[Saved entries]
------
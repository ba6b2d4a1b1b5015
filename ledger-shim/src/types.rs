//! Core types exchanged between the peer and a chaincode
//!
//! Proposals flow in, responses and events flow out. Event envelopes are
//! bincode-encoded when persisted; everything else is plain serde.

use crate::identity::Certificate;
use chrono::{DateTime, Utc};
use serde::{Deserialize, Serialize};
use std::fmt;
use uuid::Uuid;

/// Transaction identifier (UUIDv7 for time-ordering)
#[derive(Debug, Clone, Copy, PartialEq, Eq, Hash, Serialize, Deserialize)]
pub struct TxId(Uuid);

impl TxId {
    /// Generate a fresh, time-ordered id
    pub fn new() -> Self {
        Self(Uuid::now_v7())
    }

    /// Wrap an existing uuid
    pub fn from_uuid(id: Uuid) -> Self {
        Self(id)
    }

    /// Underlying uuid
    pub fn as_uuid(&self) -> &Uuid {
        &self.0
    }
}

impl Default for TxId {
    fn default() -> Self {
        Self::new()
    }
}

impl fmt::Display for TxId {
    fn fmt(&self, f: &mut fmt::Formatter<'_>) -> fmt::Result {
        write!(f, "{}", self.0)
    }
}

/// An invocation request submitted to the peer
#[derive(Debug, Clone, Serialize, Deserialize)]
pub struct Proposal {
    /// Transaction id
    pub tx_id: TxId,

    /// Chaincode function name
    pub function: String,

    /// Positional string arguments
    pub args: Vec<String>,

    /// Certificate of the invoking identity
    pub creator: Certificate,

    /// Submission time
    pub timestamp: DateTime<Utc>,
}

impl Proposal {
    /// Build a proposal with a fresh transaction id
    pub fn new(
        function: impl Into<String>,
        args: Vec<String>,
        creator: Certificate,
    ) -> Self {
        Self {
            tx_id: TxId::new(),
            function: function.into(),
            args,
            creator,
            timestamp: Utc::now(),
        }
    }
}

/// Response status
#[derive(Debug, Clone, Copy, PartialEq, Eq, Serialize, Deserialize)]
#[repr(u16)]
pub enum Status {
    /// Invocation succeeded
    Ok = 200,
    /// Malformed request (arguments, unknown function)
    BadRequest = 400,
    /// Caller is not allowed to invoke the function
    Forbidden = 403,
    /// Requested state does not exist
    NotFound = 404,
    /// State already exists
    Conflict = 409,
    /// Ledger, serialization or event failure
    Internal = 500,
}

impl Status {
    /// Numeric status code
    pub fn code(&self) -> u16 {
        *self as u16
    }
}

/// Result of an invocation as seen by the client
#[derive(Debug, Clone, PartialEq, Eq, Serialize, Deserialize)]
pub struct Response {
    /// Outcome
    pub status: Status,

    /// Machine-readable error code (empty on success)
    #[serde(default)]
    pub code: String,

    /// Human-readable message
    #[serde(default)]
    pub message: String,

    /// Payload returned by the chaincode
    #[serde(default)]
    pub payload: Vec<u8>,
}

impl Response {
    /// Successful response carrying a payload
    pub fn success(payload: Vec<u8>) -> Self {
        Self {
            status: Status::Ok,
            code: String::new(),
            message: String::new(),
            payload,
        }
    }

    /// Failed response
    pub fn error(status: Status, code: impl Into<String>, message: impl Into<String>) -> Self {
        Self {
            status,
            code: code.into(),
            message: message.into(),
            payload: Vec::new(),
        }
    }

    /// Whether the invocation succeeded
    pub fn is_ok(&self) -> bool {
        self.status == Status::Ok
    }
}

/// Event emitted by a chaincode during an invocation
#[derive(Debug, Clone, PartialEq, Eq, Serialize, Deserialize)]
pub struct ChaincodeEvent {
    /// Unique event ID
    pub event_id: Uuid,

    /// Transaction that emitted the event
    pub tx_id: TxId,

    /// Channel name the event was emitted on
    pub channel: String,

    /// Opaque payload
    #[serde(with = "serde_bytes")]
    pub payload: Vec<u8>,

    /// Emission timestamp (nanoseconds since Unix epoch)
    pub timestamp_nanos: i64,
}

impl ChaincodeEvent {
    /// Create an event stamped with the current time
    pub fn new(tx_id: TxId, channel: impl Into<String>, payload: Vec<u8>) -> Self {
        Self {
            event_id: Uuid::now_v7(),
            tx_id,
            channel: channel.into(),
            payload,
            timestamp_nanos: Utc::now().timestamp_nanos_opt().unwrap_or(0),
        }
    }
}

/// Digital signature (Ed25519)
#[derive(Debug, Clone, PartialEq, Eq, Serialize, Deserialize)]
pub struct Signature {
    /// Signature bytes (64 bytes)
    #[serde(with = "serde_bytes")]
    bytes: [u8; 64],
}

impl Signature {
    /// Create from bytes
    pub fn from_bytes(bytes: [u8; 64]) -> Self {
        Self { bytes }
    }

    /// Get bytes
    pub fn as_bytes(&self) -> &[u8; 64] {
        &self.bytes
    }
}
------
# [Exercise requirements]
Reproduce the entries above exactly, every line included.

# [Final answer]
repository ba6b2d4a1b1b5015
filename ledger-shim/src/types.rs
//! Core types exchanged between the peer and a chaincode
//!
//! Proposals flow in, responses and events flow out. Event envelopes are
//! bincode-encoded when persisted; everything else is plain serde.

use crate::identity::Certificate;
use chrono::{DateTime, Utc};
use serde::{Deserialize, Serialize};
use std::fmt;
use uuid::Uuid;

/// Transaction identifier (UUIDv7 for time-ordering)
#[derive(Debug, Clone, Copy, PartialEq, Eq, Hash, Serialize, Deserialize)]
pub struct TxId(Uuid);

impl TxId {
    /// Generate a fresh, time-ordered id
    pub fn new() -> Self {
        Self(Uuid::now_v7())
    }

    /// Wrap an existing uuid
    pub fn from_uuid(id: Uuid) -> Self {
        Self(id)
    }

    /// Underlying uuid
    pub fn as_uuid(&self) -> &Uuid {
        &self.0
    }
}

impl Default for TxId {
    fn default() -> Self {
        Self::new()
    }
}

impl fmt::Display for TxId {
    fn fmt(&self, f: &mut fmt::Formatter<'_>) -> fmt::Result {
        write!(f, "{}", self.0)
    }
}

/// An invocation request submitted to the peer
#[derive(Debug, Clone, Serialize, Deserialize)]
pub struct Proposal {
    /// Transaction id
    pub tx_id: TxId,

    /// Chaincode function name
    pub function: String,

    /// Positional string arguments
    pub args: Vec<String>,

    /// Certificate of the invoking identity
    pub creator: Certificate,

    /// Submission time
    pub timestamp: DateTime<Utc>,
}

impl Proposal {
    /// Build a proposal with a fresh transaction id
    pub fn new(
        function: impl Into<String>,
        args: Vec<String>,
        creator: Certificate,
    ) -> Self {
        Self {
            tx_id: TxId::new(),
            function: function.into(),
            args,
            creator,
            timestamp: Utc::now(),
        }
    }
}

/// Response status
#[derive(Debug, Clone, Copy, PartialEq, Eq, Serialize, Deserialize)]
#[repr(u16)]
pub enum Status {
    /// Invocation succeeded
    Ok = 200,
    /// Malformed request (arguments, unknown function)
    BadRequest = 400,
    /// Caller is not allowed to invoke the function
    Forbidden = 403,
    /// Requested state does not exist
    NotFound = 404,
    /// State already exists
    Conflict = 409,
    /// Ledger, serialization or event failure
    Internal = 500,
}

impl Status {
    /// Numeric status code
    pub fn code(&self) -> u16 {
        *self as u16
    }
}

/// Result of an invocation as seen by the client
#[derive(Debug, Clone, PartialEq, Eq, Serialize, Deserialize)]
pub struct Response {
    /// Outcome
    pub status: Status,

    /// Machine-readable error code (empty on success)
    #[serde(default)]
    pub code: String,

    /// Human-readable message
    #[serde(default)]
    pub message: String,

    /// Payload returned by the chaincode
    #[serde(default)]
    pub payload: Vec<u8>,
}

impl Response {
    /// Successful response carrying a payload
    pub fn success(payload: Vec<u8>) -> Self {
        Self {
            status: Status::Ok,
            code: String::new(),
            message: String::new(),
            payload,
        }
    }

    /// Failed response
    pub fn error(status: Status, code: impl Into<String>, message: impl Into<String>) -> Self {
        Self {
            status,
            code: code.into(),
            message: message.into(),
            payload: Vec::new(),
        }
    }

    /// Whether the invocation succeeded
    pub fn is_ok(&self) -> bool {
        self.status == Status::Ok
    }
}

/// Event emitted by a chaincode during an invocation
#[derive(Debug, Clone, PartialEq, Eq, Serialize, Deserialize)]
pub struct ChaincodeEvent {
    /// Unique event ID
    pub event_id: Uuid,

    /// Transaction that emitted the event
    pub tx_id: TxId,

    /// Channel name the event was emitted on
    pub channel: String,

    /// Opaque payload
    #[serde(with = "serde_bytes")]
    pub payload: Vec<u8>,

    /// Emission timestamp (nanoseconds since Unix epoch)
    pub timestamp_nanos: i64,
}

impl ChaincodeEvent {
    /// Create an event stamped with the current time
    pub fn new(tx_id: TxId, channel: impl Into<String>, payload: Vec<u8>) -> Self {
        Self {
            event_id: Uuid::now_v7(),
            tx_id,
            channel: channel.into(),
            payload,
            timestamp_nanos: Utc::now().timestamp_nanos_opt().unwrap_or(0),
        }
    }
}

/// Digital signature (Ed25519)
#[derive(Debug, Clone, PartialEq, Eq, Serialize, Deserialize)]
pub struct Signature {
    /// Signature bytes (64 bytes)
    #[serde(with = "serde_bytes")]
    bytes: [u8; 64],
}

impl Signature {
    /// Create from bytes
    pub fn from_bytes(bytes: [u8; 64]) -> Self {
        Self { bytes }
    }

    /// Get bytes
    pub fn as_bytes(&self) -> &[u8; 64] {
        &self.bytes
    }
}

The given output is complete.